The interior retains significant features from its construction and alteration periods. A late fifteenth-century painted plank and muntin partition was rebuilt as an internal porch in the south range. Late sixteenth-century panelling, much of it relocated, survives in the great hall and chambers of the north range (sixteenth-century tapestries were temporarily removed and recorded by the Royal Commission on the Historical Monuments of England). The long gallery contains original fireplaces, including a notable late sixteenth-century fireplace in the hall featuring Ionic pilasters flanking a four-centred moulded stone arch, with a three-bay overmantel frieze and panels divided by short Ionic pilasters and consoles with acanthus decoration.

A late sixteenth-century stair turret contains solid oak steps and a central newel; a priest's hole lies in the attic of this turret and within the north wall of the south range. Three further priest holes are located in the south and east ranges. The staircase in the east range is late seventeenth-century, rebuilt in nineteenth-century Jacobean style. A sixteenth-century kitchen in the west wing retains two hearths, one incorporating a baking oven.

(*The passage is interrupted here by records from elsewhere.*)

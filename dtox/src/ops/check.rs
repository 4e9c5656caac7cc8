//! Check operation - manifest validation.

use std::path::Path;

use dtox_codegen::{Extractor, mapping::find_basename_collisions};
use dtox_ir::{Category, DtoClass};
use dtox_manifest::Manifest;

use crate::{error::CliError, reports::CheckReport};

/// Extract the metadata of every class in the manifest.
pub fn extract(manifest: &Manifest) -> Result<Vec<DtoClass>, CliError> {
    let extractor = Extractor::new(manifest.project.namespaces());
    Ok(extractor.extract(&manifest.dtos)?)
}

/// Execute the check operation.
///
/// Extracts every class, as an export would, and collects warnings.
pub fn check(manifest: &Manifest, config_path: &Path) -> Result<CheckReport, CliError> {
    let classes = extract(manifest)?;

    let warnings = find_basename_collisions(&classes)
        .into_iter()
        .map(|c| {
            format!(
                "{} and {} both export as '{}'",
                c.first, c.second, c.basename
            )
        })
        .collect();

    let count = |category: Category| classes.iter().filter(|c| c.category == category).count();

    Ok(CheckReport {
        config_path: config_path.to_path_buf(),
        standard: count(Category::Standard),
        input: count(Category::Input),
        output: count(Category::Output),
        warnings,
    })
}

#[cfg(test)]
mod tests {
    use std::str::FromStr;

    use super::*;

    #[test]
    fn test_check_counts_categories() {
        let manifest = Manifest::from_str(
            r#"
            [[dto]]
            path = "App.DTO.User"

            [[dto]]
            path = "App.DTO.Billing.Input.CreateInvoice"

            [[dto]]
            path = "App.DTO.Billing.Output.Invoice"

            [[dto]]
            path = "App.DTO.Shipping.Output.Invoice"
            "#,
        )
        .unwrap();

        let report = check(&manifest, Path::new("dto.toml")).unwrap();
        assert_eq!(report.standard, 1);
        assert_eq!(report.input, 1);
        assert_eq!(report.output, 2);
        assert_eq!(report.warnings.len(), 1);
        assert!(report.warnings[0].contains("'Invoice'"));
    }

    #[test]
    fn test_check_fails_on_union_field() {
        let manifest = Manifest::from_str(
            r#"
            [[dto]]
            path = "App.DTO.User"

            [[dto.fields]]
            name = "id"
            type = "int|string"
            "#,
        )
        .unwrap();

        let err = check(&manifest, Path::new("dto.toml")).unwrap_err();
        assert_eq!(err.exit_code(), 1);
        assert!(err.to_string().contains("'id'"));
    }
}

Late seventeenth- or early eighteenth-century bolection-moulded panelling of two heights appears in the north-east room, with door frames in the staircase hall. An eighteenth-century vaulted cellar survives. Early to mid-eighteenth-century panelling, doors and a chimney piece are found in the north-west chamber.

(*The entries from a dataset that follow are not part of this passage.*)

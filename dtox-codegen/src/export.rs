//! The export orchestrator.
//!
//! A run extracts metadata for every registered class, then renders and
//! writes one file per class:
//!
//! ```text
//! <output>/<file>                      standard DTOs
//! <output>/<package>/Input/<file>      input DTOs
//! <output>/<package>/Output/<file>     output DTOs
//! ```
//!
//! The run stops at the first error. Files written before it stay on disk.

use std::path::{Path, PathBuf};

use dtox_core::{DiskFs, Filesystem, MemoryFs};
use dtox_ir::{ClassHandle, DtoClass, Namespaces};
use indexmap::IndexSet;

use crate::{
    Error, Extractor, Result,
    mapping::find_basename_collisions,
    render::{ExportOptions, RenderContext},
    report::{NoopReporter, Reporter},
    target::ExportTarget,
};

/// Message of the first step of every run.
pub const METADATA_STEP: &str = "Generating classmap metadata";

/// Result of a completed run.
#[derive(Debug, Clone, Default, PartialEq, Eq)]
pub struct ExportSummary {
    /// Written files, in write order.
    pub files: Vec<PathBuf>,
    pub bytes_written: usize,
}

/// A file produced by a preview run.
#[derive(Debug, Clone, PartialEq, Eq)]
pub struct PreviewFile {
    pub path: PathBuf,
    pub content: String,
}

/// Runs exports against a filesystem, reporting progress as it goes.
pub struct Exporter<'a> {
    extractor: Extractor,
    fs: Box<dyn Filesystem + 'a>,
    reporter: Box<dyn Reporter + 'a>,
}

impl<'a> Exporter<'a> {
    /// An exporter writing to disk without progress output.
    pub fn new(namespaces: Namespaces) -> Self {
        Self {
            extractor: Extractor::new(namespaces),
            fs: Box::new(DiskFs),
            reporter: Box::new(NoopReporter),
        }
    }

    pub fn with_filesystem(mut self, fs: impl Filesystem + 'a) -> Self {
        self.fs = Box::new(fs);
        self
    }

    pub fn with_reporter(mut self, reporter: impl Reporter + 'a) -> Self {
        self.reporter = Box::new(reporter);
        self
    }

    pub fn namespaces(&self) -> &Namespaces {
        self.extractor.namespaces()
    }

    /// Export every class into `output_root`, which must exist.
    pub fn run<'h, I, H>(
        &mut self,
        handles: I,
        target: &ExportTarget,
        output_root: &Path,
        options: &ExportOptions,
    ) -> Result<ExportSummary>
    where
        I: IntoIterator<Item = &'h H>,
        H: ClassHandle + ?Sized + 'h,
    {
        let handles: Vec<&H> = handles.into_iter().collect();
        export_into(
            &self.extractor,
            &*self.fs,
            &mut *self.reporter,
            &handles,
            target,
            output_root,
            options,
        )
    }

    /// Run the export in memory and return the files it would write.
    pub fn preview<'h, I, H>(
        &mut self,
        handles: I,
        target: &ExportTarget,
        output_root: &Path,
        options: &ExportOptions,
    ) -> Result<Vec<PreviewFile>>
    where
        I: IntoIterator<Item = &'h H>,
        H: ClassHandle + ?Sized + 'h,
    {
        let handles: Vec<&H> = handles.into_iter().collect();
        let fs = MemoryFs::with_root(output_root);
        export_into(
            &self.extractor,
            &fs,
            &mut *self.reporter,
            &handles,
            target,
            output_root,
            options,
        )?;

        Ok(fs
            .into_files()
            .into_iter()
            .map(|(path, content)| PreviewFile { path, content })
            .collect())
    }
}

fn export_into<H: ClassHandle + ?Sized>(
    extractor: &Extractor,
    fs: &dyn Filesystem,
    reporter: &mut dyn Reporter,
    handles: &[&H],
    target: &ExportTarget,
    output_root: &Path,
    options: &ExportOptions,
) -> Result<ExportSummary> {
    let unique: IndexSet<&str> = handles.iter().map(|h| h.class_path()).collect();
    let total = unique.len() + 1;
    tracing::info!(
        export_type = target.name,
        classes = unique.len(),
        output = %output_root.display(),
        "starting export"
    );

    reporter.step(1, total, METADATA_STEP);
    let classes = extractor.extract(handles.iter().copied())?;
    check_basenames(&classes, options)?;

    let namespaces = extractor.namespaces();
    let types = target.type_mapper(namespaces);
    let paths = target.path_mapper(namespaces);

    let mut summary = ExportSummary::default();
    for (index, class) in classes.iter().enumerate() {
        let subdirectory = class.subdirectory();
        let dir = match &subdirectory {
            Some(sub) => output_root.join(sub),
            None => output_root.to_path_buf(),
        };
        if !fs.exists(&dir) {
            fs.mkdir(&dir).map_err(|source| Error::FileWrite {
                path: dir.clone(),
                source,
            })?;
        }

        let file_name = target.file_name(&class.object_name);
        let relative = match &subdirectory {
            Some(sub) => format!("{}/{}", sub, file_name),
            None => file_name.clone(),
        };
        reporter.step(index + 2, total, &format!("Generating {}", relative));

        let module = paths.map_path(&class.class_path);
        if format!("{}.{}", module, target.extension) != relative {
            tracing::warn!(
                class = %class.class_path,
                written = %relative,
                imported_as = %module,
                "class path does not match its output location, imports of it may not resolve"
            );
        }

        let ctx = RenderContext::new(class, options, types, paths);
        let content = target
            .templates
            .render(class.category, &ctx)
            .map_err(|source| Error::Render {
                class: class.class_path.clone(),
                source,
            })?;

        let path = dir.join(&file_name);
        let written = fs
            .write_file(&path, &content)
            .map_err(|source| Error::FileWrite {
                path: path.clone(),
                source,
            })?;

        tracing::info!(path = %path.display(), bytes = written, "wrote file");
        summary.bytes_written += written;
        summary.files.push(path);
    }

    tracing::info!(
        files = summary.files.len(),
        bytes = summary.bytes_written,
        "export finished"
    );
    Ok(summary)
}

fn check_basenames(classes: &[DtoClass], options: &ExportOptions) -> Result<()> {
    for collision in find_basename_collisions(classes) {
        if options.strict_basenames {
            return Err(Error::BasenameCollision {
                basename: collision.basename,
                first: collision.first,
                second: collision.second,
            });
        }
        tracing::warn!(
            basename = %collision.basename,
            first = %collision.first,
            second = %collision.second,
            "classes share a basename"
        );
    }
    Ok(())
}

#[cfg(test)]
mod tests {
    use dtox_ir::{Category, ClassDecl, FieldDecl};

    use super::*;
    use crate::{
        render::{RenderError, TemplateSet},
        testing::{RecordingReporter, sample_registry, test_target},
    };

    fn out() -> PathBuf {
        PathBuf::from("/out")
    }

    #[test]
    fn test_writes_one_file_per_class() {
        let fs = MemoryFs::with_root(out());
        let registry = sample_registry();
        let target = test_target();

        let summary = Exporter::new(Namespaces::default())
            .with_filesystem(&fs)
            .run(&registry, &target, &out(), &ExportOptions::new())
            .unwrap();

        let written: Vec<_> = fs.files().into_iter().map(|(p, _)| p).collect();
        assert_eq!(
            written,
            vec![
                PathBuf::from("/out/user.ts"),
                PathBuf::from("/out/Billing/Input/createInvoiceInput.ts"),
                PathBuf::from("/out/Billing/Output/invoiceOutput.ts"),
            ]
        );
        assert_eq!(summary.files, written);
        assert_eq!(
            summary.bytes_written,
            fs.files().iter().map(|(_, c)| c.len()).sum::<usize>()
        );
        assert_eq!(
            fs.read("/out/user.ts").as_deref(),
            Some("standard App.DTO.User\n")
        );
    }

    #[test]
    fn test_reports_every_step() {
        let fs = MemoryFs::with_root(out());
        let mut reporter = RecordingReporter::default();
        let registry = sample_registry();

        Exporter::new(Namespaces::default())
            .with_filesystem(&fs)
            .with_reporter(&mut reporter)
            .run(&registry, &test_target(), &out(), &ExportOptions::new())
            .unwrap();

        assert_eq!(
            reporter.steps,
            vec![
                (1, 4, METADATA_STEP.to_string()),
                (2, 4, "Generating user.ts".to_string()),
                (3, 4, "Generating Billing/Input/createInvoiceInput.ts".to_string()),
                (4, 4, "Generating Billing/Output/invoiceOutput.ts".to_string()),
            ]
        );
    }

    #[test]
    fn test_reported_files_match_written_files() {
        let fs = MemoryFs::with_root(out());
        let mut reporter = RecordingReporter::default();
        let registry = sample_registry();

        let summary = Exporter::new(Namespaces::default())
            .with_filesystem(&fs)
            .with_reporter(&mut reporter)
            .run(&registry, &test_target(), &out(), &ExportOptions::new())
            .unwrap();

        let reported: Vec<_> = reporter.steps[1..]
            .iter()
            .map(|(_, _, msg)| out().join(msg.trim_start_matches("Generating ")))
            .collect();
        assert_eq!(reported, summary.files);
    }

    #[test]
    fn test_extraction_error_writes_nothing() {
        let fs = MemoryFs::with_root(out());
        let registry = vec![
            ClassDecl::new("App.DTO.User").field(FieldDecl::new("name", "string")),
            ClassDecl::new("App.DTO.Broken").field(FieldDecl::union("id", ["int", "string"])),
        ];

        let err = Exporter::new(Namespaces::default())
            .with_filesystem(&fs)
            .run(&registry, &test_target(), &out(), &ExportOptions::new())
            .unwrap_err();

        assert!(matches!(err, Error::UnsupportedFieldType { .. }));
        assert!(fs.files().is_empty());
    }

    #[test]
    fn test_render_error_stops_the_run() {
        fn name(ctx: &RenderContext<'_>) -> std::result::Result<String, RenderError> {
            Ok(ctx.class.object_name.clone())
        }

        fn fail(ctx: &RenderContext<'_>) -> std::result::Result<String, RenderError> {
            Err(ctx.execution_error("boom"))
        }

        let fs = MemoryFs::with_root(out());
        let mut target = test_target();
        target.templates = TemplateSet::new("test", "ts")
            .with(Category::Standard, name)
            .with(Category::Input, fail);

        let err = Exporter::new(Namespaces::default())
            .with_filesystem(&fs)
            .run(&sample_registry(), &target, &out(), &ExportOptions::new())
            .unwrap_err();

        match err {
            Error::Render { class, source } => {
                assert_eq!(class, "App.DTO.Billing.Input.CreateInvoiceInput");
                assert!(matches!(source, RenderError::Execution { .. }));
            }
            other => panic!("unexpected error: {other:?}"),
        }
        assert_eq!(fs.files().len(), 1);
    }

    #[test]
    fn test_missing_template_for_category() {
        let fs = MemoryFs::with_root(out());
        let mut target = test_target();
        target.templates = TemplateSet::new("test", "ts");

        let err = Exporter::new(Namespaces::default())
            .with_filesystem(&fs)
            .run(&sample_registry(), &target, &out(), &ExportOptions::new())
            .unwrap_err();

        assert!(matches!(
            err,
            Error::Render {
                source: RenderError::TemplateNotFound(_),
                ..
            }
        ));
    }

    #[test]
    fn test_basename_collisions() {
        let registry = vec![
            ClassDecl::new("App.DTO.Billing.Address"),
            ClassDecl::new("App.DTO.Shipping.Address"),
        ];

        let fs = MemoryFs::with_root(out());
        let lenient = Exporter::new(Namespaces::default())
            .with_filesystem(&fs)
            .run(&registry, &test_target(), &out(), &ExportOptions::new());
        assert!(lenient.is_ok());

        let fs = MemoryFs::with_root(out());
        let strict = Exporter::new(Namespaces::default())
            .with_filesystem(&fs)
            .run(
                &registry,
                &test_target(),
                &out(),
                &ExportOptions::new().strict_basenames(true),
            )
            .unwrap_err();
        assert!(matches!(strict, Error::BasenameCollision { .. }));
        assert!(fs.files().is_empty());
    }

    #[test]
    fn test_preview_does_not_touch_filesystem() {
        let fs = MemoryFs::new();
        let files = Exporter::new(Namespaces::default())
            .with_filesystem(&fs)
            .preview(&sample_registry(), &test_target(), &out(), &ExportOptions::new())
            .unwrap();

        assert_eq!(files.len(), 3);
        assert_eq!(files[0].path, PathBuf::from("/out/user.ts"));
        assert_eq!(files[0].content, "standard App.DTO.User\n");
        assert!(fs.files().is_empty());
    }

    #[test]
    fn test_writes_to_disk() {
        let temp = tempfile::TempDir::new().unwrap();
        let summary = Exporter::new(Namespaces::default())
            .run(
                &sample_registry(),
                &test_target(),
                temp.path(),
                &ExportOptions::new(),
            )
            .unwrap();

        assert_eq!(summary.files.len(), 3);
        let input = temp.path().join("Billing/Input/createInvoiceInput.ts");
        assert_eq!(
            std::fs::read_to_string(input).unwrap(),
            "input App.DTO.Billing.Input.CreateInvoiceInput\n"
        );
    }
}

The chapel features late eighteenth-century internal head-stopped drip moulds, flooring and a marble altar, together with nineteenth-century plaster imitation linen-fold panelling and stained glass including a window to John Digby, who was recently sanctified. A balustered gallery to a priest's room in the east range at mezzanine level includes a guardrobe and priest's hole above.

Eighteenth-century doors and architraves survive throughout, alongside mid-nineteenth-century doors, fittings, internal partitions, a rear passage and service rooms to the north range.

The hall remained in the ownership of the Huddleston family until circa 1975, when it was sold to the Cambridge Centre for Languages. During the Second World War, it served as the operational headquarters of the 66th Fighter Wing of the 2nd and 8th Air Force.

Alterations, rebuilding and extensions were carried out in the early eighteenth century and nineteenth century, with a major restoration undertaken between 1850 and 1861.